母胎醫學會指南推薦對32周之前出現REDV的胎兒進行強化監測,監測結果相對正常,則繼續期待治療到32周;在妊娠32周后出現REDV時應考慮立即分娩。存在REDV或不利的胎兒監測結果是剖宮產的明確指征。

05


臍動脈血流監測的其他臨床應用

5.1    在雙胎妊娠中的應用    選擇性胎兒生長受限(selective fetal growth restriction,sFGR)是雙胎的嚴重合并癥之一,發生于10%~15%的單絨毛膜雙胎,sFGR分型診斷的依據是臍動脈血流。Ⅰ型:舒張末期血流頻譜正常;Ⅱ型:持續性舒張末期血流缺失或反向;Ⅲ型:間歇性舒張末期血流消失或反向。不同分型的sFGR的臨床特點及預后不同。

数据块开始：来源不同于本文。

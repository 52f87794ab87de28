//! Handlers for `/addresses` endpoints.
//!
//! | Method  | Path | Notes |
//! |---------|------|-------|
//! | `POST`  | `/addresses` | Body: [`AddressCreate`] with a client-supplied id; 400 if taken |
//! | `GET`   | `/addresses` | Filters: `street`, `city`, `state`, `postal_code`, `country` |
//! | `GET`   | `/addresses/:id` | 404 if not found |
//! | `PATCH` | `/addresses/:id` | Partial update; the id itself is immutable |

use std::sync::Arc;

use axum::{
  Json,
  extract::{Path, Query, State},
  http::StatusCode,
  response::IntoResponse,
};
use roster_core::{
  address::{Address, AddressCreate, AddressFilter, AddressUpdate},
  store::RosterStore,
};
use uuid::Uuid;

use crate::error::ApiError;

/// `POST /addresses` — returns 201 + the stored [`Address`].
pub async fn create<S>(
  State(store): State<Arc<S>>,
  Json(body): Json<AddressCreate>,
) -> Result<impl IntoResponse, ApiError>
where
  S: RosterStore,
{
  let address = store.create_address(body).await?;
  Ok((StatusCode::CREATED, Json(address)))
}

/// `GET /addresses[?street=...][&city=...]...` — all filters AND together.
pub async fn list<S>(
  State(store): State<Arc<S>>,
  Query(filter): Query<AddressFilter>,
) -> Result<Json<Vec<Address>>, ApiError>
where
  S: RosterStore,
{
  let mut addresses = store.list_addresses().await?;
  addresses.retain(|a| filter.matches(a));
  Ok(Json(addresses))
}

/// `GET /addresses/:id`
pub async fn get_one<S>(
  State(store): State<Arc<S>>,
  Path(id): Path<Uuid>,
) -> Result<Json<Address>, ApiError>
where
  S: RosterStore,
{
  let address = store
    .get_address(id)
    .await?
    .ok_or_else(|| ApiError::NotFound(format!("address {id} not found")))?;
  Ok(Json(address))
}

/// `PATCH /addresses/:id` — body: [`AddressUpdate`] with only-present fields.
pub async fn update_one<S>(
  State(store): State<Arc<S>>,
  Path(id): Path<Uuid>,
  Json(body): Json<AddressUpdate>,
) -> Result<Json<Address>, ApiError>
where
  S: RosterStore,
{
  let address = store.update_address(id, body).await?;
  Ok(Json(address))
}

Buca等[7]研究發現,Ⅱ型sFGR胎兒在新生兒死亡率(OR 4.1,95%CI 1.6~10.3)、宮內死亡率(OR 5.6,95%CI 2.7~11.3)、顱內出血(OR 10.6,95%CI 1.1~102.6)及腦白質軟化(OR 4.4,95%CI 1.0~18.5)發生率均高于Ⅰ型,而與Ⅲ型相比,則差異無統計學意義。

5.2    先天畸形和染色體異常    AEDV/REDV圍產兒不良結局明顯增加,也與染色體異常(尤其是13-三體綜合征、18-三體綜合征和21-三體綜合征)和先天性異常的發生率較高相關。一項回顧性研究納入了文獻中報道的1126例AEDV和REDV病例,死胎率為17%,新生兒死亡率為28%,多數不良結局與生長受限、早產、胎兒畸形及非整倍相關[8]。Bustos等[9]研究發現,在妊娠中期和晚期的18-三體綜合征和13-三體綜合征胎兒中發現臍動脈多普勒血流異常的發生率很高,并且隨著胎齡的增加而進一步增加。

臍動脈血流監測做為非侵入性的胎兒胎盤血流動力學評估方法,臨床應用廣泛[10]。充足的循證醫學證據推薦將臍動脈多普勒超聲作為首選胎兒監測方法用于存在胎盤功能不全的高危妊娠。臍動脈血流指標參考范圍的標準化,有利于提高臍動脈血流監測的評估價值[11]。